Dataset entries

....

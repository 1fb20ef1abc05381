// Copyright 2025 the Parley Authors
// SPDX-License-Identifier: Apache-2.0 OR MIT

use core::fmt::Debug;
use core::ops::Range;

use attributed_text::{AttributeName, AttributedText, TextRange, TextStorage};

use crate::{
    AttributeRecord, DeclarationOrder, Error, GroupRef, MatchFinder, Pattern, RangeResolver,
    RecordHandle, RegexOptions, Selection,
};

/// A composition session: a base text plus the attribute declarations made against it.
///
/// Declarations are only recorded while the session is open. Nothing is written until
/// [`finalize`](Self::finalize), which resolves every overlap in one pass. The order of the
/// calls decides precedence only between declarations that share a range; otherwise the narrower
/// range wins inside the wider one.
///
/// ```
/// use text_composer::Composer;
///
/// let mut make = Composer::new("abababa");
/// make.each().substring("a", |scope| {
///     scope.declare("background", "blue");
/// })?;
/// make.first().substring("ab", |scope| {
///     scope.declare("foreground", "green");
/// })?;
///
/// let text = make.finalize()?;
/// assert_eq!(text.attribute_at(0, "foreground"), Some(&"green"));
/// assert_eq!(text.attribute_at(2, "background"), Some(&"blue"));
/// assert_eq!(text.attribute_at(3, "background"), None);
/// # Ok::<(), text_composer::Error>(())
/// ```
#[derive(Clone, Debug)]
pub struct Composer<T: Debug + TextStorage, V: Debug> {
    text: T,
    records: Vec<AttributeRecord<V>>,
    next_index: usize,
}

impl<T: Debug + TextStorage, V: Debug> Composer<T, V> {
    /// Opens a session over unstyled `text`.
    pub fn new(text: T) -> Self {
        Self {
            text,
            records: Vec::new(),
            next_index: 0,
        }
    }

    /// The base text.
    pub fn text(&self) -> &T {
        &self.text
    }

    /// Every record of the session, seeds first, then declarations in the order they were made.
    pub fn records(&self) -> &[AttributeRecord<V>] {
        &self.records
    }

    /// Declares `name = value` over the whole text.
    ///
    /// The returned handle can narrow the range; see [`RecordHandle`].
    pub fn declare(&mut self, name: impl Into<AttributeName>, value: V) -> RecordHandle<'_, T, V> {
        let range = TextRange::full(&self.text);
        let order = self.next_order();
        self.records.push(AttributeRecord::new(name.into(), value, range, order));
        RecordHandle::new(&self.text, &mut self.records)
    }

    /// Declares `name = value` once for each of `ranges`, returning how many records were made.
    ///
    /// The ranges are checked against the text when the session is finalized.
    pub fn declare_over(
        &mut self,
        name: impl Into<AttributeName>,
        value: V,
        ranges: &[TextRange],
    ) -> usize
    where
        V: Clone,
    {
        let name = name.into();
        for range in ranges {
            let order = self.next_order();
            self.records.push(AttributeRecord::new(name.clone(), value.clone(), *range, order));
        }
        ranges.len()
    }

    /// Runs `f` with a scope whose declarations all apply to `range`.
    pub fn range(
        &mut self,
        range: Range<usize>,
        f: impl FnOnce(&mut Scope<'_, T, V>),
    ) -> Result<(), Error> {
        let range = TextRange::new(&self.text, range)?;
        f(&mut Scope::new(self, vec![range]));
        Ok(())
    }

    /// Runs `f` with a scope whose declarations all apply to the whole text.
    pub fn string_range(&mut self, f: impl FnOnce(&mut Scope<'_, T, V>)) {
        let range = TextRange::full(&self.text);
        f(&mut Scope::new(self, vec![range]));
    }

    /// Selects only the first match of the next pattern.
    pub fn first(&mut self) -> Selector<'_, T, V> {
        self.select(Selection::First)
    }

    /// Selects only the last match of the next pattern.
    pub fn last(&mut self) -> Selector<'_, T, V> {
        self.select(Selection::Last)
    }

    /// Selects every match of the next pattern.
    pub fn each(&mut self) -> Selector<'_, T, V> {
        self.select(Selection::Each)
    }

    /// Selects the matches of the next pattern according to `selection`.
    pub fn select(&mut self, selection: Selection) -> Selector<'_, T, V> {
        Selector {
            composer: self,
            selection,
        }
    }

    fn next_order(&mut self) -> DeclarationOrder {
        let order = DeclarationOrder::Declared(self.next_index);
        self.next_index += 1;
        order
    }
}

impl<T: Debug + TextStorage, V: Debug + Clone> Composer<T, V> {
    /// Opens a session over pre-styled text.
    ///
    /// The existing styling is kept as seed records, which rank below every declaration made in
    /// the session.
    pub fn from_attributed(seed: AttributedText<T, V>) -> Self {
        let mut records = Vec::new();
        for run in seed.runs() {
            let range = TextRange::new_unchecked(run.range.start, run.range.end);
            for (name, value) in run.attributes.iter() {
                let order = DeclarationOrder::Seed(records.len());
                records.push(AttributeRecord::new(name.clone(), value.clone(), range, order));
            }
        }
        log::debug!("seeded session with {} record(s)", records.len());
        Self {
            text: seed.into_text(),
            records,
            next_index: 0,
        }
    }

    /// Resolves every record onto the base text and closes the session.
    ///
    /// Fails with [`Error::RangeOutOfBounds`] if any record's range does not fit the text; no
    /// output is produced in that case.
    pub fn finalize(self) -> Result<AttributedText<T, V>, Error> {
        let resolver = RangeResolver::new(&self.records);
        log::debug!(
            "finalizing {} record(s) in {} group(s)",
            self.records.len(),
            resolver.groups().len()
        );
        resolver.apply(AttributedText::new(self.text))
    }

    /// Resolves the records onto a copy of the base text, leaving the session open.
    ///
    /// Calling this repeatedly yields equal results as long as no declarations are added in
    /// between.
    pub fn preview(&self) -> Result<AttributedText<T, V>, Error>
    where
        T: Clone,
    {
        RangeResolver::new(&self.records).apply(AttributedText::new(self.text.clone()))
    }
}

/// Declarations sharing one set of ranges.
///
/// Handed to the closures passed to [`Composer::range`], [`Composer::string_range`] and the
/// [`Selector`] lookups. When a pattern matched nothing the scope is empty and declarations made
/// through it are dropped.
#[derive(Debug)]
pub struct Scope<'c, T: Debug + TextStorage, V: Debug> {
    composer: &'c mut Composer<T, V>,
    ranges: Vec<TextRange>,
}

impl<'c, T: Debug + TextStorage, V: Debug> Scope<'c, T, V> {
    fn new(composer: &'c mut Composer<T, V>, ranges: Vec<TextRange>) -> Self {
        Self { composer, ranges }
    }

    /// Declares `name = value` over each range of the scope, returning how many records were made.
    pub fn declare(&mut self, name: impl Into<AttributeName>, value: V) -> usize
    where
        V: Clone,
    {
        self.composer.declare_over(name, value, &self.ranges)
    }

    /// The ranges of the scope, left to right.
    pub fn ranges(&self) -> &[TextRange] {
        &self.ranges
    }

    /// Returns `true` if the scope covers no range.
    pub fn is_empty(&self) -> bool {
        self.ranges.is_empty()
    }
}

/// A selection mode waiting for the pattern it applies to.
///
/// The mode is consumed by exactly one lookup; every lookup returns how many ranges it matched.
#[derive(Debug)]
#[must_use = "a selector does nothing until a pattern is looked up"]
pub struct Selector<'c, T: Debug + TextStorage, V: Debug> {
    composer: &'c mut Composer<T, V>,
    selection: Selection,
}

impl<T: Debug + TextStorage + AsRef<str>, V: Debug> Selector<'_, T, V> {
    /// Scopes `f` to literal occurrences of `needle`.
    pub fn substring(
        self,
        needle: &str,
        f: impl FnOnce(&mut Scope<'_, T, V>),
    ) -> Result<usize, Error> {
        self.pattern(&Pattern::substring(needle), f)
    }

    /// Scopes `f` to matches of the regular expression `pattern`.
    pub fn regex_match(
        self,
        pattern: &str,
        options: RegexOptions,
        f: impl FnOnce(&mut Scope<'_, T, V>),
    ) -> Result<usize, Error> {
        self.pattern(&Pattern::regex(pattern, options), f)
    }

    /// Scopes `f` to capture `group` of each match of `pattern`.
    pub fn regex_group(
        self,
        pattern: &str,
        group: impl Into<GroupRef>,
        options: RegexOptions,
        f: impl FnOnce(&mut Scope<'_, T, V>),
    ) -> Result<usize, Error> {
        self.pattern(&Pattern::regex_group(pattern, group, options), f)
    }

    /// Scopes `f` to the ranges `pattern` selects.
    pub fn pattern(
        self,
        pattern: &Pattern<'_>,
        f: impl FnOnce(&mut Scope<'_, T, V>),
    ) -> Result<usize, Error> {
        let ranges = MatchFinder::new(self.composer.text.as_ref()).find(pattern, self.selection)?;
        let count = ranges.len();
        f(&mut Scope::new(self.composer, ranges));
        Ok(count)
    }
}

/// Builds styled text from plain `text` in one call.
///
/// ```
/// let text = text_composer::compose("string", |make| {
///     make.declare("color", "green").range(0..5)?;
///     make.declare("color", "red");
///     Ok(())
/// })?;
/// assert_eq!(text.attribute_at(4, "color"), Some(&"green"));
/// assert_eq!(text.attribute_at(5, "color"), Some(&"red"));
/// # Ok::<(), text_composer::Error>(())
/// ```
pub fn compose<T, V, F>(text: T, f: F) -> Result<AttributedText<T, V>, Error>
where
    T: Debug + TextStorage,
    V: Debug + Clone,
    F: FnOnce(&mut Composer<T, V>) -> Result<(), Error>,
{
    let mut composer = Composer::new(text);
    f(&mut composer)?;
    composer.finalize()
}

/// Builds styled text on top of already styled `seed` in one call.
pub fn compose_attributed<T, V, F>(
    seed: AttributedText<T, V>,
    f: F,
) -> Result<AttributedText<T, V>, Error>
where
    T: Debug + TextStorage,
    V: Debug + Clone,
    F: FnOnce(&mut Composer<T, V>) -> Result<(), Error>,
{
    let mut composer = Composer::from_attributed(seed);
    f(&mut composer)?;
    composer.finalize()
}

#[cfg(test)]
mod tests {
    use super::Composer;
    use crate::{DeclarationOrder, Error, RegexOptions};
    use attributed_text::{AttributedText, TextRange};

    #[test]
    fn declarations_default_to_the_whole_text() {
        let mut make = Composer::<_, u8>::new("string");
        make.declare("x", 1);
        let record = &make.records()[0];
        assert_eq!(record.range().as_range(), 0..6);
        assert_eq!(record.order(), DeclarationOrder::Declared(0));
    }

    #[test]
    fn handle_narrows_and_resets_the_range() {
        let mut make = Composer::<_, u8>::new("string");
        let handle = make.declare("x", 1).range(1..3).unwrap();
        assert_eq!(handle.record().map(|r| r.range().as_range()), Some(1..3));
        let handle = handle.string_range();
        assert_eq!(handle.record().map(|r| r.range().as_range()), Some(0..6));
    }

    #[test]
    fn rejected_range_withdraws_the_declaration() {
        let mut make = Composer::<_, u8>::new("string");
        make.declare("x", 1).range(0..2).unwrap();
        let err = make.declare("y", 2).range(2..9).unwrap_err();
        assert!(matches!(err, Error::RangeOutOfBounds(_)));
        let err = make.declare("z", 3).utf16_range(0..7).unwrap_err();
        assert!(matches!(err, Error::RangeOutOfBounds(_)));
        assert_eq!(make.records().len(), 1);
        assert_eq!(&**make.records()[0].name(), "x");

        // Later declarations keep counting up; withdrawn indices are not handed out again.
        make.declare("w", 4);
        assert_eq!(make.records()[1].order(), DeclarationOrder::Declared(3));

        let text = make.finalize().unwrap();
        assert_eq!(text.attribute_at(1, "x"), Some(&1));
        assert!((0..6).all(|i| text.attribute_at(i, "y").is_none()));
        assert!((0..6).all(|i| text.attribute_at(i, "z").is_none()));
    }

    #[test]
    fn indices_are_never_reused() {
        let mut make = Composer::<_, u8>::new("abababa");
        make.declare("x", 1);
        make.each()
            .substring("a", |scope| {
                scope.declare("y", 2);
            })
            .unwrap();
        make.declare("z", 3);
        let orders: Vec<_> = make.records().iter().map(|r| r.order()).collect();
        let expected: Vec<_> = (0..6).map(DeclarationOrder::Declared).collect();
        assert_eq!(orders, expected);
    }

    #[test]
    fn scope_declares_once_per_range() {
        let mut make = Composer::<_, u8>::new("abababa");
        let matched = make
            .last()
            .substring("ab", |scope| {
                assert_eq!(scope.ranges().len(), 1);
                assert_eq!(scope.declare("x", 1), 1);
            })
            .unwrap();
        assert_eq!(matched, 1);
        assert_eq!(make.records()[0].range().as_range(), 4..6);
    }

    #[test]
    fn empty_scope_declares_nothing() {
        let mut make = Composer::<_, u8>::new("abababa");
        let matched = make
            .each()
            .substring("zzz", |scope| {
                assert!(scope.is_empty());
                assert_eq!(scope.declare("x", 1), 0);
            })
            .unwrap();
        assert_eq!(matched, 0);
        assert!(make.records().is_empty());
    }

    #[test]
    fn range_scope_validates_its_range() {
        let mut make = Composer::<_, u8>::new("über");
        let err = make.range(0..1, |_| {}).unwrap_err();
        assert!(matches!(err, Error::RangeOutOfBounds(_)));
        make.range(0..2, |scope| {
            scope.declare("x", 1);
        })
        .unwrap();
        assert_eq!(make.records()[0].range().as_range(), 0..2);
    }

    #[test]
    fn regex_lookups_go_through_the_selector() {
        let mut make = Composer::<_, u8>::new("key=value; other=thing");
        let matched = make
            .each()
            .regex_group(r"(\w+)=(\w+)", 2_usize, RegexOptions::new(), |scope| {
                scope.declare("value", 1);
            })
            .unwrap();
        assert_eq!(matched, 2);
        let ranges: Vec<_> = make.records().iter().map(|r| r.range().as_range()).collect();
        assert_eq!(ranges, vec![4..9, 17..22]);
    }

    #[test]
    fn seeds_are_loaded_from_runs() {
        let mut seed = AttributedText::new("string");
        let all = TextRange::new(seed.text(), 0..6).unwrap();
        seed.set_attribute(all, "x", 1_u8);
        let tail = TextRange::new(seed.text(), 3..6).unwrap();
        seed.set_attribute(tail, "y", 2_u8);

        let make = Composer::from_attributed(seed);
        assert_eq!(make.text(), &"string");
        let records = make.records();
        assert_eq!(records.len(), 3);
        assert!(records.iter().all(|r| r.order().is_seed()));
        let head: Vec<_> = records
            .iter()
            .filter(|r| r.range().as_range() == (0..3))
            .map(|r| &**r.name())
            .collect();
        assert_eq!(head, vec!["x"]);
    }
}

....

Every line above that holds the word "Declared" needs to be copied.

        let order = DeclarationOrder::Declared(self.next_index);
        assert_eq!(record.order(), DeclarationOrder::Declared(0));
        assert_eq!(make.records()[1].order(), DeclarationOrder::Declared(3));
        let expected: Vec<_> = (0..6).map(DeclarationOrder::Declared).collect();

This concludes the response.